**Work instructions**
The result should be a verbatim copy of the whole listing.

**Given records**
>>>>>
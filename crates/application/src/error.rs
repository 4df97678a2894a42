//! Application-level errors

use domain::DomainError;
use integration_poi::PoiError;
use integration_routing::RoutingError;
use thiserror::Error;

/// Errors that can occur in the application layer
#[derive(Debug, Error)]
pub enum ApplicationError {
    /// Domain-level error
    #[error(transparent)]
    Domain(#[from] DomainError),

    /// Routing client error
    #[error("Routing error: {0}")]
    Routing(#[from] RoutingError),

    /// POI client error
    #[error("POI discovery error: {0}")]
    Poi(#[from] PoiError),

    /// Referenced item does not exist
    #[error("Not found: {0}")]
    NotFound(String),

    /// Configuration error
    #[error("Configuration error: {0}")]
    Configuration(String),
}

impl ApplicationError {
    /// Check if this error was caused by caller input
    #[must_use]
    pub const fn is_validation(&self) -> bool {
        matches!(
            self,
            Self::Domain(DomainError::ValidationError(_))
                | Self::Routing(RoutingError::Validation(_))
                | Self::Poi(PoiError::Validation(_))
        )
    }
}

impl From<config::ConfigError> for ApplicationError {
    fn from(err: config::ConfigError) -> Self {
        Self::Configuration(err.to_string())
    }
}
<<<<<
**Result**
filename crates/application/src/error.rs
repository 4df97678a2894a42
//! Application-level errors

use domain::DomainError;
use integration_poi::PoiError;
use integration_routing::RoutingError;
use thiserror::Error;

/// Errors that can occur in the application layer
#[derive(Debug, Error)]
pub enum ApplicationError {
    /// Domain-level error
    #[error(transparent)]
    Domain(#[from] DomainError),

    /// Routing client error
    #[error("Routing error: {0}")]
    Routing(#[from] RoutingError),

    /// POI client error
    #[error("POI discovery error: {0}")]
    Poi(#[from] PoiError),

    /// Referenced item does not exist
    #[error("Not found: {0}")]
    NotFound(String),

    /// Configuration error
    #[error("Configuration error: {0}")]
    Configuration(String),
}

impl ApplicationError {
    /// Check if this error was caused by caller input
    #[must_use]
    pub const fn is_validation(&self) -> bool {
        matches!(
            self,
            Self::Domain(DomainError::ValidationError(_))
                | Self::Routing(RoutingError::Validation(_))
                | Self::Poi(PoiError::Validation(_))
        )
    }
}

impl From<config::ConfigError> for ApplicationError {
    fn from(err: config::ConfigError) -> Self {
        Self::Configuration(err.to_string())
    }
}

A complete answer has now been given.